My day always starts around 6am with a pint of filtered water, a large mug of matcha green tea and 2 rice cakes with almond or peanut butter.  It’s the routine I’ve had for years and my day just doesn’t seem to go right without it!  I need the hydration, I need to kick from the green tea, I need to drink it alone, in silence before the rest of my family wake up (and the chaos starts!), and I need a little something to line my stomach and the 2 rice cakes with nut butter do the job well.  If I eat too much I feel heavy and lethargic and with 3 boys to get ready for school and all the associated running around that goes with that, I need to be feeling light and energised! After 2 hours of school, runs, lunch boxes, making beds, picking up dirty clothes, wet towels, finding random things my boys have lost (but have only just thought they need as leaving the house for school, grrr!) by the time I return home again around 9am, I’m ready for a proper breakfast!

However, I’m easily distracted and if I’m not organised or prepared, I end up skipping this extra breakfast, busying myself with my to-do list and by 12pm, my blood sugars have dropped, I’m ravenous and grab whatever is most convenient.  This might be hard to believe, considering I am normally in the kitchen working with food all day! But yes it does happen!  So I try to bulk prep just one pan of grain and keep it in the fridge which can be used for any meal with a variety of fresh ingredients.  It really does make like so much easier.  I’m not a fan of prepping ALL my food because I often like to choose what I’m going to eat, just as I’m about to eat it but when it comes to grains or beans, these pretty much go with every meal and you can add so many different flavours to change them up.

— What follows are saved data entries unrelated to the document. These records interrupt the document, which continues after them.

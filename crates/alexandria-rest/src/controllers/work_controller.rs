//! Works-by-author controller.

use crate::{
    responses::{ok, ApiResult},
    state::AppState,
};
use alexandria_service::WorkSummary;
use axum::{
    extract::{Query, State},
    routing::get,
    Router,
};
use serde::Deserialize;
use tracing::debug;
use utoipa::IntoParams;

/// Query parameters for the works listing.
#[derive(Debug, Deserialize, IntoParams)]
#[serde(rename_all = "camelCase")]
pub struct WorksByAuthorQuery {
    /// Author identifier; `/authors/OL23919A`, `authors/OL23919A` and
    /// `OL23919A` are all accepted. An absent parameter is treated as
    /// blank and rejected by the service.
    #[serde(default)]
    pub author_id: String,
}

/// Creates the work router.
pub fn router() -> Router<AppState> {
    Router::new().route("/by-author", get(works_by_author))
}

/// List the works linked to an author.
#[utoipa::path(
    get,
    path = "/api/v1/works/by-author",
    tag = "works",
    params(WorksByAuthorQuery),
    responses(
        (status = 200, description = "Works linked to the author", body = [WorkSummary]),
        (status = 400, description = "Blank or missing author identifier"),
        (status = 502, description = "Upstream catalog failure")
    )
)]
pub async fn works_by_author(
    State(state): State<AppState>,
    Query(query): Query<WorksByAuthorQuery>,
) -> ApiResult<Vec<WorkSummary>> {
    debug!("Works listing request: {:?}", query.author_id);

    let works = state.work_service.works_by_author(&query.author_id).await?;
    ok(works)
}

Today I made a big pan of quinoa and bulgur wheat and I’ve used some of it here in my breakfast with a tart raspberry coulis from blended frozen raspberries, banana and lemon juice.  Top with some cherries, pomegranate and the ripest, juiciest nectarines, m m mmmm 🙂 and chia, hemp and crunchy peanut butter. So good and really not a bad way to start a Monday I’d say 😉

Quinoa and bulgur wheat bowl with cherries, nectarine, pomegranate, peanut butter, hemp seeds, chia seeds and blended raspberry

Quinoa & Bulgur Wheat Bowl with Summer Berries & Pomegranate

The Balanced Kitchen
Prep Time 10 minutes
Cook Time 20 minutes
Total Time 30 minutes
Course Breakfast
Cuisine American, English
Servings 1


  • 1/2 cup a mix of quinoa & bulgur wheat see notes
  • 1 cup frozen raspberries
  • 1 small ripe banana
  • 1 juice lemon


  • 1 tbsp peanut butter
  • 1 tsp chia seeds
  • 1 tsp hemp seeds
  • 1 small handful cherries halved, stone removed
  • 1 small handful pomegranate pips
  • 1/4 nectarine sliced


  • Cook the quinoa and bulgur wheat as per packet instructions (cover with water in a pan, bring to the boil, simmer for about 20 minutes, drain any excess water after cooking).  Place the quinoa and bulgur wheat in the serving bowl to cool while you prepare the remaining ingredients.
  • Place the raspberries, banana and lemon juice into a blender, blitz until smooth.
  • Add the blended mixture to the bowl and top with the topping ingredients.
  • Serve immediately.


Make a large pan of quinoa and bulgur wheat, keep it in the fridge and use for meals over the next few days.